Kardinal Meisner zum Hochfest Mariä Empfängnis

"Das große Fest der Kirche"

Zum Hochfest Mariä Empfängnis im Kölner Dom hat Joachim Kardinal Meisner beim Pontifikalamt am Dienstagabend an Maria als das "Idealbild Gottes vom Menschen und das Realbild des Menschen zusammen" erinnert. Nur wer Maria kenne, kenne auch den Menschen. Der Festtag zeige, "zu welcher Höhe der Mensch durch Christus berufen und begnadet" sei.

 (DR)

Es ist vielleicht nicht einfach, die klare frohe Botschaft des heutigen Festes zu unseren Herzen sprechen zu lassen. Aber es lohnt sich, die lange Tradition der Missverständnisse und Engführungen unvoreingenommen hinter uns zu lassen. In Maria feiern wir das Urbild des Menschen, der schon immer, von Anfang der Welt an, von Gott erwählt ist und gegen Angst und Ratlosigkeit in aller Demut diese Erwählung lebt. Wozu bin ich erwählt? Wir sind unterwegs, um dies herauszufinden, tröstlich begleitet von dem Zuruf: "Fürchte dich nicht!"

Erste Lesung
Das Buch Genesis, das erste Buch der hebräischen Bibel, denkt nach über die Anfänge der Welt. Gott schafft aus dem Chaos Kosmos, die ganze Welt in ihrer Ordnung und Schönheit. Von Anfang an ist die Welt von Gott gewollt und gesegnet. Dies sind für Israel keine Aussagen über historische Ereignisse der Ur-Vergangenheit. Gottes Zuwendung zur Welt und zu den Menschen gilt als mitlaufender Anfang für alle Zeit. Aber Gottes Liebe zum Trotz: Zur Ur-Geschichte der Welt und der Menschen gehört unglückseligerweise auch die Geschichte von Schuld und Versagen. Der Mensch lehnt sich in seiner Hybris gegen Gott auf.

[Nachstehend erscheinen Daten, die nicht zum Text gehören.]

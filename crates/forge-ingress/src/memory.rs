//! In-memory [`RouteStore`] with optimistic concurrency, for tests
//!
//! Behaves like the API server for the operations forge uses: replaces
//! carrying a stale resourceVersion fail with 409 Conflict, creates of an
//! existing name fail with 409 AlreadyExists.

use std::collections::BTreeMap;
use std::sync::atomic::{AtomicU32, AtomicU64, Ordering};
use std::sync::Mutex;

use async_trait::async_trait;
use kube::core::ErrorResponse;

use forge_common::crd::HttpProxy;
use forge_common::Error;

use crate::store::RouteStore;

fn api_error(code: u16, reason: &str, message: String) -> Error {
    Error::from(kube::Error::Api(ErrorResponse {
        status: "Failure".to_string(),
        message,
        reason: reason.to_string(),
        code,
    }))
}

/// Route store backed by a map
#[derive(Default)]
pub struct MemoryRouteStore {
    objects: Mutex<BTreeMap<(String, String), HttpProxy>>,
    version: AtomicU64,
    writes: AtomicU32,
    injected_conflicts: AtomicU32,
}

impl MemoryRouteStore {
    /// Empty store
    pub fn new() -> Self {
        Self::default()
    }

    /// Seed an object, assigning it a fresh resourceVersion
    pub fn insert(&self, mut proxy: HttpProxy) {
        let key = key_of(&proxy);
        proxy.metadata.resource_version = Some(self.next_version());
        self.lock().insert(key, proxy);
    }

    /// Current copy of an object
    pub fn get(&self, namespace: &str, name: &str) -> Option<HttpProxy> {
        self.lock()
            .get(&(namespace.to_string(), name.to_string()))
            .cloned()
    }

    /// Number of successful creates, replaces and deletes
    pub fn writes(&self) -> u32 {
        self.writes.load(Ordering::SeqCst)
    }

    /// Make the next `count` replaces fail with a conflict
    pub fn inject_conflicts(&self, count: u32) {
        self.injected_conflicts.store(count, Ordering::SeqCst);
    }

    fn next_version(&self) -> String {
        (self.version.fetch_add(1, Ordering::SeqCst) + 1).to_string()
    }

    fn lock(&self) -> std::sync::MutexGuard<'_, BTreeMap<(String, String), HttpProxy>> {
        self.objects.lock().unwrap_or_else(|e| e.into_inner())
    }

    fn take_injected_conflict(&self) -> bool {
        self.injected_conflicts
            .fetch_update(Ordering::SeqCst, Ordering::SeqCst, |n| n.checked_sub(1))
            .is_ok()
    }
}

fn key_of(proxy: &HttpProxy) -> (String, String) {
    (
        proxy.metadata.namespace.clone().unwrap_or_default(),
        proxy.metadata.name.clone().unwrap_or_default(),
    )
}

#[async_trait]
impl RouteStore for MemoryRouteStore {
    async fn get_proxy(&self, namespace: &str, name: &str) -> Result<Option<HttpProxy>, Error> {
        Ok(self.get(namespace, name))
    }

    async fn create_proxy(&self, proxy: &HttpProxy) -> Result<(), Error> {
        let key = key_of(proxy);
        let mut objects = self.lock();
        if objects.contains_key(&key) {
            return Err(api_error(409, "AlreadyExists", format!("{} already exists", key.1)));
        }
        let mut stored = proxy.clone();
        stored.metadata.resource_version = Some(self.next_version());
        objects.insert(key, stored);
        self.writes.fetch_add(1, Ordering::SeqCst);
        Ok(())
    }

    async fn replace_proxy(&self, proxy: &HttpProxy) -> Result<(), Error> {
        if self.take_injected_conflict() {
            return Err(api_error(409, "Conflict", "injected conflict".to_string()));
        }

        let key = key_of(proxy);
        let mut objects = self.lock();
        let current = objects
            .get(&key)
            .ok_or_else(|| api_error(404, "NotFound", format!("{} not found", key.1)))?;
        if current.metadata.resource_version != proxy.metadata.resource_version {
            return Err(api_error(
                409,
                "Conflict",
                "the object has been modified; please apply your changes to the latest version"
                    .to_string(),
            ));
        }
        let mut stored = proxy.clone();
        stored.metadata.resource_version = Some(self.next_version());
        objects.insert(key, stored);
        self.writes.fetch_add(1, Ordering::SeqCst);
        Ok(())
    }

    async fn delete_proxy(&self, namespace: &str, name: &str) -> Result<bool, Error> {
        let removed = self
            .lock()
            .remove(&(namespace.to_string(), name.to_string()))
            .is_some();
        if removed {
            self.writes.fetch_add(1, Ordering::SeqCst);
        }
        Ok(removed)
    }
}
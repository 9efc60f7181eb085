//! Listener and global route table management
//!
//! Each namespace with Workloads gets one listener proxy (`<ns>-listener`)
//! pointing at the namespace's event listener service. A shared global route
//! table delegates `/<ns>` to that listener through an include entry. The
//! route table is edited by many reconciles at once, so every change is a
//! read-modify-write guarded by resourceVersion and retried on conflict.

use std::collections::BTreeMap;
use std::sync::Arc;

use kube::api::ObjectMeta;
use tracing::{debug, info, instrument, warn};

use forge_common::crd::{HttpProxy, HttpProxySpec, Include, MatchCondition, Route, RouteService};
use forge_common::metrics::record_route_write;
use forge_common::retry::RetryPolicy;
use forge_common::{Error, ErrorClass};

use crate::store::RouteStore;

/// Port the listener forwards to on the backend service
pub const LISTENER_BACKEND_PORT: i32 = 8080;

/// Default namespace of the global route table
pub const DEFAULT_ROUTE_TABLE_NAMESPACE: &str = "argocd";

/// Default name of the global route table
pub const DEFAULT_ROUTE_TABLE_NAME: &str = "proxy-to-listener";

/// Name of the listener proxy for a namespace
pub fn listener_name(namespace: &str) -> String {
    format!("{namespace}-listener")
}

/// Location of the shared route table
#[derive(Clone, Debug, PartialEq, Eq)]
pub struct RouteTableRef {
    /// Namespace of the table
    pub namespace: String,
    /// Name of the table
    pub name: String,
}

impl Default for RouteTableRef {
    fn default() -> Self {
        Self {
            namespace: DEFAULT_ROUTE_TABLE_NAMESPACE.to_string(),
            name: DEFAULT_ROUTE_TABLE_NAME.to_string(),
        }
    }
}

/// What an ensure step did
#[derive(Clone, Copy, Debug, PartialEq, Eq)]
pub enum RouteChange {
    /// Object created
    Created,
    /// Object rewritten
    Updated,
    /// Already as desired; nothing written
    Unchanged,
    /// Step skipped because the shared table does not exist
    Skipped,
}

Die bitteren Fragen Gottes machen es deutlich: Das fraglose paradiesische Glück ist der Verstrickung in Schuld und Widersprüche gewichen.

Zweite Lesung
Im Stil einer feierlichen Predigt wendet sich der Verfasser des Epheserbriefs an christliche Gemeinden in Kleinasien. Er beginnt mit einem hymnischen Lobpreis auf den Heilsplan Gottes für die Menschen. Trotz aller Verstrickung in Sünde und Schuld geht das in der Erschaffung der guten Schöpfung begonnene Werk des guten Gottes weiter. In Jesus Christus hat er seine von Anbeginn geltende Zusage bekräftigt. Sein Segen ruht auf uns. Die uranfängliche Erwählung hat er nicht widerrufen, sie ist und bleibt in Kraft. Sie ruft uns in ein Leben, das sich, in allem Versagen, der befreienden Kraft dieser Erwählung möglichst oft bewusst sein soll. Daraus erwächst der Mut zum Handeln, in Demut und Selbstbewusstsein - des erwählten Menschen würdig.

Evangelium
"Der Herr ist mit dir." - Der Bote Gottes spricht einem Menschen, den er für große Aufgaben erwählt hat, Mut zu. Und nur zu verständlich ist die erste Reaktion auf Gottes Zu-Mutung: Erschrecken und nachdenkliches Überlegen. Erwählung durch Gott macht das Leben nicht leicht. Erwählung durch Gott braucht die kreative Aufmerksamkeit von Herz und Verstand. Erwählung durch Gott braucht Zuspruch durch das tröstende Wort, das Maria in dieser existenziellen Situation nicht versagt bleibt: "Fürchte dich nicht!" Dieses himmlische Wort dürfen wir auch uns gesagt sein lassen und wir können es einander freigebig mitteilen.